**WHAT TO PRODUCE**
The sole answer should be the number of lines in the material below that hold "iter".
RECORD EXCERPTS Start Marker
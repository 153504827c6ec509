use crate::error::Result;
use keyring::Entry;

/// Keychain user name of the entry that lists every stored account id.
const INDEX_ACCOUNT: &str = "__index__";

/// One listed account: its id and the outcome of reading its blob.
pub type ListedSecret = (String, Result<String>);

/// Opaque secret blobs keyed by account id.
pub trait SecretStore {
    fn set_secret(&mut self, account: &str, blob: &str) -> Result<()>;
    fn get_secret(&self, account: &str) -> Result<Option<String>>;
    /// Deleting an id that is not stored is not an error.
    fn delete_secret(&mut self, account: &str) -> Result<()>;
    /// Every stored account ordered by id. A blob that cannot be read is
    /// reported for that id only.
    fn list_secrets(&self) -> Result<Vec<ListedSecret>>;
}

/// Helper to construct the namespaced keychain service for an account
pub fn make_key(prefix: &str, account: &str) -> String {
    format!("{}:{}", prefix, account)
}

/// Decode the index entry. A malformed index is treated as empty so the
/// next write replaces it.
fn parse_index(data: &str) -> Vec<String> {
    match serde_json::from_str::<Vec<String>>(data) {
        Ok(mut ids) => {
            ids.sort();
            ids.dedup();
            ids
        }
        Err(e) => {
            tracing::warn!(error = %e, "account index is malformed, rebuilding it");
            Vec::new()
        }
    }
}

/// `ids` with `account` added, or `None` if it is already there.
fn index_with(ids: &[String], account: &str) -> Option<Vec<String>> {
    if ids.iter().any(|id| id == account) {
        return None;
    }
    let mut ids = ids.to_vec();
    ids.push(account.to_string());
    ids.sort();
    Some(ids)
}

/// `ids` without `account`, or `None` if it was not there.
fn index_without(ids: &[String], account: &str) -> Option<Vec<String>> {
    if !ids.iter().any(|id| id == account) {
        return None;
    }
    Some(ids.iter().filter(|id| *id != account).cloned().collect())
}

/// Accounts stored in the system keychain.
///
/// Each account lives in its own entry (`service = "<prefix>:<account>"`,
/// `user = <account>`). The keyring crate has no enumeration API, so the set
/// of known ids is kept as a JSON array in one more entry under the bare
/// prefix.
pub struct KeyringStore {
    prefix: String,
}

impl KeyringStore {
    pub fn new(prefix: impl Into<String>) -> Self {
        Self {
            prefix: prefix.into(),
        }
    }

    fn entry(&self, account: &str) -> Result<Entry> {
        Ok(Entry::new(&make_key(&self.prefix, account), account)?)
    }

    fn index_entry(&self) -> Result<Entry> {
        Ok(Entry::new(&self.prefix, INDEX_ACCOUNT)?)
    }

    fn read_index(&self) -> Result<Vec<String>> {
        match self.index_entry()?.get_password() {
            Ok(data) => Ok(parse_index(&data)),
            Err(keyring::Error::NoEntry) => Ok(Vec::new()),
            Err(keyring::Error::BadEncoding(_)) => {
                tracing::warn!("account index is not valid UTF-8, rebuilding it");
                Ok(Vec::new())
            }
            Err(e) => Err(e.into()),
        }
    }

    fn write_index(&self, ids: &[String]) -> Result<()> {
        let entry = self.index_entry()?;
        if ids.is_empty() {
            return match entry.delete_credential() {
                Ok(()) | Err(keyring::Error::NoEntry) => Ok(()),
                Err(e) => Err(e.into()),
            };
        }
        entry.set_password(&serde_json::to_string(ids)?)?;
        Ok(())
    }
}

impl SecretStore for KeyringStore {
    fn set_secret(&mut self, account: &str, blob: &str) -> Result<()> {
        tracing::debug!(account, "writing keychain entry");
        self.entry(account)?.set_password(blob)?;

        if let Some(ids) = index_with(&self.read_index()?, account) {
            self.write_index(&ids)?;
        }
        Ok(())
    }

    fn get_secret(&self, account: &str) -> Result<Option<String>> {
        match self.entry(account)?.get_password() {
            Ok(blob) => Ok(Some(blob)),
            Err(keyring::Error::NoEntry) => Ok(None),
            Err(e) => Err(e.into()),
        }
    }

    fn delete_secret(&mut self, account: &str) -> Result<()> {
        tracing::debug!(account, "deleting keychain entry");
        match self.entry(account)?.delete_credential() {
            Ok(()) | Err(keyring::Error::NoEntry) => {}
            Err(e) => return Err(e.into()),
        }

        if let Some(ids) = index_without(&self.read_index()?, account) {
            self.write_index(&ids)?;
        }
        Ok(())
    }

    fn list_secrets(&self) -> Result<Vec<ListedSecret>> {
        let mut secrets = Vec::new();
        for id in self.read_index()? {
            match self.get_secret(&id) {
                Ok(Some(blob)) => secrets.push((id, Ok(blob))),
                Ok(None) => tracing::warn!(account = %id, "indexed account has no keychain entry"),
                Err(e) => secrets.push((id, Err(e))),
            }
        }
        Ok(secrets)
    }
}
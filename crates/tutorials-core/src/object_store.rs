use async_trait::async_trait;

/// Byte payloads addressed by key within a single bucket.
#[async_trait]
pub trait ObjectStore: Send + Sync {
    /// Returns `None` when no object exists under `key`.
    async fn get(&self, key: &str) -> anyhow::Result<Option<Vec<u8>>>;
    async fn put(&self, key: &str, payload: Vec<u8>) -> anyhow::Result<()>;
    /// Deleting a missing key succeeds.
    async fn delete(&self, key: &str) -> anyhow::Result<()>;
    async fn list_keys(&self, prefix: &str) -> anyhow::Result<Vec<String>>;
}
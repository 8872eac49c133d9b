use async_trait::async_trait;
use std::{
    collections::BTreeMap,
    sync::{
        atomic::{AtomicBool, Ordering},
        Arc,
    },
    time::Duration,
};
use tokio::sync::Mutex;

use tutorials_core::ObjectStore;

/// Process-local object store. Optionally slow or failing so callers can
/// exercise timeouts and storage errors.
#[derive(Debug, Default)]
pub struct MemoryObjectStore {
    objects: Arc<Mutex<BTreeMap<String, Vec<u8>>>>,
    failing: AtomicBool,
    delay: Option<Duration>,
}

impl MemoryObjectStore {
    pub fn new() -> Self {
        Self::default()
    }

    pub fn with_delay(delay: Duration) -> Self {
        Self {
            delay: Some(delay),
            ..Self::default()
        }
    }

    /// While set, every operation fails without touching stored objects.
    pub fn set_failing(&self, failing: bool) {
        self.failing.store(failing, Ordering::SeqCst);
    }

    pub async fn contains(&self, key: &str) -> bool {
        self.objects.lock().await.contains_key(key)
    }

    pub async fn len(&self) -> usize {
        self.objects.lock().await.len()
    }

    pub async fn is_empty(&self) -> bool {
        self.objects.lock().await.is_empty()
    }

    async fn simulate(&self, operation: &str, key: &str) -> anyhow::Result<()> {
        if let Some(delay) = self.delay {
            tokio::time::sleep(delay).await;
        }

        if self.failing.load(Ordering::SeqCst) {
            return Err(anyhow::anyhow!("simulated {operation} failure for {key}"));
        }

        Ok(())
    }
}

#[async_trait]
impl ObjectStore for MemoryObjectStore {
    async fn get(&self, key: &str) -> anyhow::Result<Option<Vec<u8>>> {
        self.simulate("get", key).await?;

        let objects = self.objects.lock().await;

        Ok(objects.get(key).cloned())
    }

    async fn put(&self, key: &str, payload: Vec<u8>) -> anyhow::Result<()> {
        self.simulate("put", key).await?;

        let mut objects = self.objects.lock().await;

        objects.insert(key.to_owned(), payload);

        Ok(())
    }

    async fn delete(&self, key: &str) -> anyhow::Result<()> {
        self.simulate("delete", key).await?;

        let mut objects = self.objects.lock().await;

        objects.remove(key);

        Ok(())
    }

    async fn list_keys(&self, prefix: &str) -> anyhow::Result<Vec<String>> {
        self.simulate("list", prefix).await?;

        let objects = self.objects.lock().await;

        Ok(objects
            .keys()
            .filter(|key| key.starts_with(prefix))
            .cloned()
            .collect())
    }
}

#[cfg(test)]
mod tests {
    use super::*;

    #[tokio::test]
    async fn test_put_get_delete() {
        let store = MemoryObjectStore::new();

        store.put("tutorials/1.json", b"one".to_vec()).await.unwrap();

        let fetched = store.get("tutorials/1.json").await.unwrap();
        assert_eq!(fetched, Some(b"one".to_vec()));

        store.delete("tutorials/1.json").await.unwrap();
        assert_eq!(store.get("tutorials/1.json").await.unwrap(), None);

        // deleting again is a no-op
        store.delete("tutorials/1.json").await.unwrap();
        assert!(store.is_empty().await);
    }

    #[tokio::test]
    async fn test_list_keys() {
        let store = MemoryObjectStore::new();

        store.put("tutorials/2.json", vec![]).await.unwrap();
        store.put("tutorials/1.json", vec![]).await.unwrap();
        store.put("other/3.json", vec![]).await.unwrap();

        let keys = store.list_keys("tutorials/").await.unwrap();
        assert_eq!(keys, vec!["tutorials/1.json", "tutorials/2.json"]);
    }

    #[tokio::test]
    async fn test_failing() {
        let store = MemoryObjectStore::new();
        store.set_failing(true);

        assert!(store.put("tutorials/1.json", vec![]).await.is_err());
        assert!(store.get("tutorials/1.json").await.is_err());
        assert!(store.delete("tutorials/1.json").await.is_err());

        store.set_failing(false);
        assert!(store.is_empty().await);
        assert_eq!(store.get("tutorials/1.json").await.unwrap(), None);
    }
}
RECORD EXCERPTS End Marker
**RESULT FOR THIS EXERCISE**
3